Sì, ma come? «Basta cambiare punto di vista. Smetterla di considerarlo un lusso che non possiamo permetterci, un privilegio di chi vive in mezzo alla natura o ha tempo per sé. Capovolgere il problema: considerare il silenzio uno strumento - come l'auto o il telefono - per avvicinarci agli altri, anche meglio di quanto non facciamo con le parole».
Non è la sfida impossibile? «Anche questo libro lo sembrava. Chiedere a professionisti della parola come psicoanalisti, insegnanti o scrittori di applicare il silenzio e raccontarci la loro esperienza sul campo. E invece...».
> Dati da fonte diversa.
//! Pure calculation functions for target dimensions.
//!
//! All functions here are pure and testable without any I/O or images.
//!
//! Two layers of resolution happen before pixels move:
//!
//! 1. [`resolve_target`] turns the user's `(width, height, units)` arguments
//!    into an optional pixel size per side. A side that resolves to exactly
//!    0 is left to the engine ("auto"). If both sides are auto, the original
//!    width is requested so the engine still has something to scale from.
//! 2. [`calculate_auto_dimensions`] is what the engine does with that request:
//!    the missing side is derived from the given one, preserving aspect ratio.

use super::backend::{BackendError, Dimensions};
use serde::{Deserialize, Serialize};
use std::fmt;

/// How the Width/Height arguments are interpreted.
#[derive(Debug, Clone, Copy, PartialEq, Eq, Default, Serialize, Deserialize)]
#[serde(rename_all = "lowercase")]
pub enum Units {
    #[default]
    Pixels,
    /// Percent of the original size on the same axis.
    Percentage,
}

impl Units {
    /// Option labels in declaration order, as shown to callers.
    pub const LABELS: [&'static str; 2] = ["Pixels", "Percentage"];

    /// Parse a label case-insensitively (`"Pixels"`, `"percentage"`, ...).
    pub fn from_label(label: &str) -> Option<Self> {
        if label.eq_ignore_ascii_case("pixels") {
            Some(Units::Pixels)
        } else if label.eq_ignore_ascii_case("percentage") {
            Some(Units::Percentage)
        } else {
            None
        }
    }
}

impl fmt::Display for Units {
    fn fmt(&self, f: &mut fmt::Formatter<'_>) -> fmt::Result {
        match self {
            Units::Pixels => f.write_str("Pixels"),
            Units::Percentage => f.write_str("Percentage"),
        }
    }
}

/// Resolve one requested side into a pixel size.
///
/// Percentages are applied against `original` in floating point. A result of
/// exactly 0 means "auto" and yields `None`; anything else is rounded to the
/// nearest pixel and never drops below 1. A side that does not fit in a `u32`
/// is an error.
///
/// # Examples
/// ```
/// # use resize_image::imaging::{Units, resolve_dimension};
/// assert_eq!(resolve_dimension(0.0, 800, Units::Pixels).unwrap(), None);
/// assert_eq!(resolve_dimension(320.0, 800, Units::Pixels).unwrap(), Some(320));
/// assert_eq!(resolve_dimension(50.0, 200, Units::Percentage).unwrap(), Some(100));
/// assert!(resolve_dimension(1e12, 800, Units::Pixels).is_err());
/// ```
pub fn resolve_dimension(
    requested: f64,
    original: u32,
    units: Units,
) -> Result<Option<u32>, BackendError> {
    let scaled = match units {
        Units::Pixels => requested,
        Units::Percentage => requested * (original as f64 / 100.0),
    };

    if scaled == 0.0 {
        return Ok(None);
    }
    let pixels = scaled.round().max(1.0);
    if pixels > u32::MAX as f64 {
        return Err(BackendError::TooLarge(format!(
            "{requested} {units} resolves to {pixels} pixels"
        )));
    }
    Ok(Some(pixels as u32))
}

/// Resolve both sides against the original image.
///
/// When both sides come out as auto, the original width is requested with an
/// auto height, which the engine turns into a same-size re-encode.
pub fn resolve_target(
    width: f64,
    height: f64,
    original: Dimensions,
    units: Units,
) -> Result<(Option<u32>, Option<u32>), BackendError> {
    let w = resolve_dimension(width, original.width, units)?;
    let h = resolve_dimension(height, original.height, units)?;

    Ok(match (w, h) {
        (None, None) => (Some(original.width), None),
        resolved => resolved,
    })
}

/// Fill in an auto side from the given one, preserving aspect ratio.
///
/// # Arguments
/// * `original` - Source dimensions (width, height)
/// * `width`, `height` - Requested sides; `None` means derive it
///
/// # Returns
/// * `(width, height)` - Final output dimensions, each at least 1
pub fn calculate_auto_dimensions(
    original: (u32, u32),
    width: Option<u32>,
    height: Option<u32>,
) -> (u32, u32) {
    let (orig_w, orig_h) = original;

    match (width, height) {
        (Some(w), Some(h)) => (w, h),
        (Some(w), None) => {
            let ratio = w as f64 / orig_w.max(1) as f64;
            (w, ((orig_h as f64 * ratio).round() as u32).max(1))
        }
        (None, Some(h)) => {
            let ratio = h as f64 / orig_h.max(1) as f64;
            (((orig_w as f64 * ratio).round() as u32).max(1), h)
        }
        (None, None) => (orig_w, orig_h),
    }
}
Da dove si comincia? «La vita è piena di silenzi molto loquaci (e strategici). Per conversare bisogna stare zitti a turno, per capirsi occorre fare delle pause. Si crea più curiosità dichiarando che non si può parlare della tal cosa piuttosto che raccontandola subito. Le confidenze nascono nel segno del silenzio (te lo dico a patto che non lo sappia nessuno), le minacce sono fatte di omissioni (tu sai cosa intendo...), e il corteggiamento è il trionfo del non detto. Gli amanti si scambiano cenni verbali, frasi ellittiche più che discorsi. Molti più gesti e sguardi che parole».
E il "tacere sociale" di cui si parla nel libro? «È il silenzio del galateo, della cortesia, dell'eufemismo. All'ennesimo regalo desisamente poco originale nessuno risponderà: "Grazie, questo è il decimo paio di guanti da quando ci conosciamo!"».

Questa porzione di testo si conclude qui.